Franco's work is "Three's Company: The Drama," a multi-media look at the '70s sitcom that looks at TV from "a slightly oblique perspective."

Franco is no stranger to Sundance, having premiered "Howl" there early this year. And, of course, he was in Utah recently filming Danny Boyle's "127 Hours."

Here are details about the other works coming to New Frontier:

• "A Machine to See With," by the British interactive-media arts group Blast Theory, invites participants to "connect the fantasy of a thriller movie with the political questions that each one of us must face." The work mixes documentary footage, Jean-Luc Godard films and stolen thriller cliches.

• "All That is Solid Melts Into Air," by artist Mark Boulos (who splits his time between London and Amsterdam), plays two documentary videos on opposite walls — one of a Nigerian guerrilla group fighting to keep their nation's petroleum resources, the other of Chicago stock traders speculating on futures.

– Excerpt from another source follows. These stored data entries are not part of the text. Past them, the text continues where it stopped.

use std::sync::Arc;

use anyhow::{Context, Result};
use async_trait::async_trait;
use serde::Deserialize;
use teloxide::prelude::*;
use teloxide::types::{
    InlineKeyboardButton, InlineKeyboardMarkup, InlineQueryId, InlineQueryResult,
    InlineQueryResultArticle, InputMessageContent, InputMessageContentText, ParseMode,
};
use tracing::{debug, info, warn};

use crate::bot::UpdateRouter;
use crate::platform::{
    ButtonAction, ChatApi, IncomingUpdate, InlineQuery, Keyboard, ResultCard, TextMessage,
};

/// Inbound update as delivered by the Bot API. Only the fields the bot reads
/// are modelled; everything else is ignored.
#[derive(Debug, Deserialize)]
pub struct TelegramUpdate {
    pub update_id: i64,
    #[serde(default)]
    pub message: Option<WireMessage>,
    #[serde(default)]
    pub inline_query: Option<WireInlineQuery>,
}

#[derive(Debug, Deserialize)]
pub struct WireMessage {
    #[serde(default)]
    pub from: Option<WireUser>,
    #[serde(default)]
    pub text: Option<String>,
}

#[derive(Debug, Deserialize)]
pub struct WireInlineQuery {
    pub id: String,
    pub from: WireUser,
    #[serde(default)]
    pub query: String,
}

#[derive(Debug, Deserialize)]
pub struct WireUser {
    pub id: i64,
}

impl From<TelegramUpdate> for IncomingUpdate {
    fn from(update: TelegramUpdate) -> Self {
        if let Some(query) = update.inline_query {
            return IncomingUpdate::InlineQuery(InlineQuery {
                id: query.id,
                sender_id: query.from.id,
                query: query.query,
            });
        }

        match update.message {
            Some(WireMessage {
                from: Some(user),
                text: Some(text),
            }) => IncomingUpdate::TextMessage(TextMessage {
                sender_id: user.id,
                text,
            }),
            _ => IncomingUpdate::Other,
        }
    }
}

/// Parse a raw webhook body into an update.
pub fn parse_update(body: &[u8]) -> Result<IncomingUpdate> {
    let update: TelegramUpdate =
        serde_json::from_slice(body).context("Failed to parse Telegram update")?;
    debug!("Received update {}", update.update_id);
    Ok(update.into())
}

/// Re-read a teloxide update through the webhook wire structs so both run
/// modes share one conversion.
fn from_teloxide(update: &Update) -> Result<IncomingUpdate> {
    let value = serde_json::to_value(update).context("Failed to serialize polled update")?;
    let update: TelegramUpdate =
        serde_json::from_value(value).context("Failed to read polled update")?;
    Ok(update.into())
}

/// Build the teloxide client, honouring an optional Bot API server override.
pub fn build_bot(token: &str, api_url: Option<&str>) -> Result<Bot> {
    let bot = Bot::new(token);
    match api_url {
        Some(url) => {
            let url = reqwest::Url::parse(url)
                .with_context(|| format!("Invalid telegram.api_url: {}", url))?;
            Ok(bot.set_api_url(url))
        }
        None => Ok(bot),
    }
}

/// Point the Bot API at our webhook.
pub async fn register_webhook(bot: &Bot, public_url: &str) -> Result<()> {
    let url = reqwest::Url::parse(public_url)
        .with_context(|| format!("Invalid server.public_url: {}", public_url))?;
    bot.set_webhook(url)
        .await
        .context("Failed to register webhook with Telegram")?;
    info!("Webhook registered at {}", public_url);
    Ok(())
}

fn keyboard_markup(keyboard: Keyboard) -> InlineKeyboardMarkup {
    let rows = keyboard.into_iter().map(|row| {
        row.into_iter()
            .map(|button| match button.action {
                ButtonAction::SwitchInlineQueryCurrentChat(query) => {
                    InlineKeyboardButton::switch_inline_query_current_chat(button.text, query)
                }
                ButtonAction::SwitchInlineQuery(query) => {
                    InlineKeyboardButton::switch_inline_query(button.text, query)
                }
            })
            .collect::<Vec<_>>()
    });
    InlineKeyboardMarkup::new(rows)
}

fn article_from_card(card: ResultCard) -> InlineQueryResult {
    let mut content = InputMessageContentText::new(card.body);
    content.parse_mode = Some(ParseMode::Html);

    let mut article =
        InlineQueryResultArticle::new(card.id, card.title, InputMessageContent::Text(content));
    article.description = card.subtitle;
    article.thumbnail_url = card.thumbnail_url.and_then(|url| match reqwest::Url::parse(&url) {
        Ok(url) => Some(url),
        Err(e) => {
            warn!("Dropping invalid thumbnail URL '{}': {}", url, e);
            None
        }
    });

    InlineQueryResult::Article(article)
}

/// `ChatApi` backed by the Telegram Bot API
pub struct TelegramApi {
    bot: Bot,
}

impl TelegramApi {
    pub fn new(bot: Bot) -> Self {
        Self { bot }
    }
}

#[async_trait]
impl ChatApi for TelegramApi {
    async fn send_message(
        &self,
        chat_id: i64,
        text: &str,
        keyboard: Option<Keyboard>,
    ) -> Result<()> {
        let mut request = self.bot.send_message(ChatId(chat_id), text);
        if let Some(keyboard) = keyboard {
            request = request.reply_markup(keyboard_markup(keyboard));
        }
        request
            .await
            .with_context(|| format!("Failed to send message to chat {}", chat_id))?;
        Ok(())
    }

    async fn answer_inline_query(&self, query_id: &str, cards: Vec<ResultCard>) -> Result<()> {
        let results: Vec<InlineQueryResult> = cards.into_iter().map(article_from_card).collect();
        self.bot
            .answer_inline_query(InlineQueryId(query_id.to_string()), results)
            .await
            .with_context(|| format!("Failed to answer inline query {}", query_id))?;
        Ok(())
    }
}

/// Long-poll the Bot API and feed every update through the router.
pub async fn run_polling(bot: Bot, router: Arc<UpdateRouter>) -> Result<()> {
    info!("Starting Telegram long polling...");

    let handler = dptree::endpoint(|update: Update, router: Arc<UpdateRouter>| async move {
        match from_teloxide(&update) {
            Ok(incoming) => router.dispatch(incoming).await,
            Err(e) => warn!("Skipping update {:?}: {:#}", update.id, e),
        }
        respond(())
    });

    Dispatcher::builder(bot, handler)
        .dependencies(dptree::deps![router])
        .error_handler(LoggingErrorHandler::with_custom_text("polling"))
        .build()
        .dispatch()
        .await;

    Ok(())
}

• "We Like America and America Likes Us (The Corpse)" by the New York collective The Bruce High Quality Foundation, that involves a hearse/ambulance and symbolizes "a showing of dark patriotism and a yearning for the possibility of transcendent national purpose while holding the contradictions and let-downs of history."

• "SPIN" and "HIPOCAMPO 2," by Spain's Daniel Canogar, are two works about the ephemeral nature of technology — one sculpture shows 100 discarded DVDs, with the images taken from those discs projected back on them; the other is made from tangles of cables, with lights projected onto them "creating an illusion of the motion of electricity through time and space."

• "After Ghostcatching," in which the famed choreographer Bill T. Jones and OpenEnded Group re-envision his 1999 work "Ghostcatching," with 3D projection (and, for the viewers, 3D glasses).

• "Theater III + Edgar" by Iranian-born artist Avish Khebrehzadeh, links three dream-like vignettes involving a pregnant woman, a hole and the man who has been gigging it.

• "Moony," by Japanese artists Akio Kamisato, Satoshi Shibata and Takehisa Mashimo of the Institute of Advanced Media Arts and Sciences, in which the images of butterflies are projected onto steam — which becomes an interactive interface.

• "The Johnny Cash Project" and "The Wilderness Downtown," by data visualization artist Aaron Koblin and music-video director Chris Milk, are paired projects — one invites visitors to draw something that is woven into a collective animated music video of Johnny Cash's song "Ain't No Grave"; the other an interactive film using HTML5 programming and Google Maps to make personalized videos to the Arcade Fire song "We Used to Wait."

• "! WOMEN ART REVOLUTION" and "RAW/WAR" are both by filmmaker Lynn Hershman Leeson ("Strange Culture"). The first is a documentary about the Feminist Art Movement, from 1968 to now. The second is a community-created video archive linked to the documentary.

• "Myth and Infrastructure" and "Dreaming of Lucid Living" are by L.A. animator/artist Miwa Matreyek. The first (pictured above) is a multi-media performance in which Matreyek's body "becomes part of a layered world of animation, light and shadow," with music sung by Anna Oxygen. The second uses shadow and animation to delve into "themes of domestic spaces, dream-like vignettes, large and small cities, magical powers."

• "Glowing Pathfinder Bugs," an interactive installation by the British collaborative group Squidsoup, that projects virtual bugs on a real sandpit — and visitors are invited to play in the sand, and watch the bugs react to that.

• "ELEPHANT," the second segment in American media artist Deke Weaver's lifelong project "The Unreliable Bestiary," which tells stories of animals and their worlds.

• "Pandemic 1.0," by U.S. writer/director Lance Weiler, which will tell a story during the course of the festival — using film, online, mobile, real-world, social gaming and data visualization — about what happens when a sleep virus hits a small town's adults, leaving the youth fighting for survival.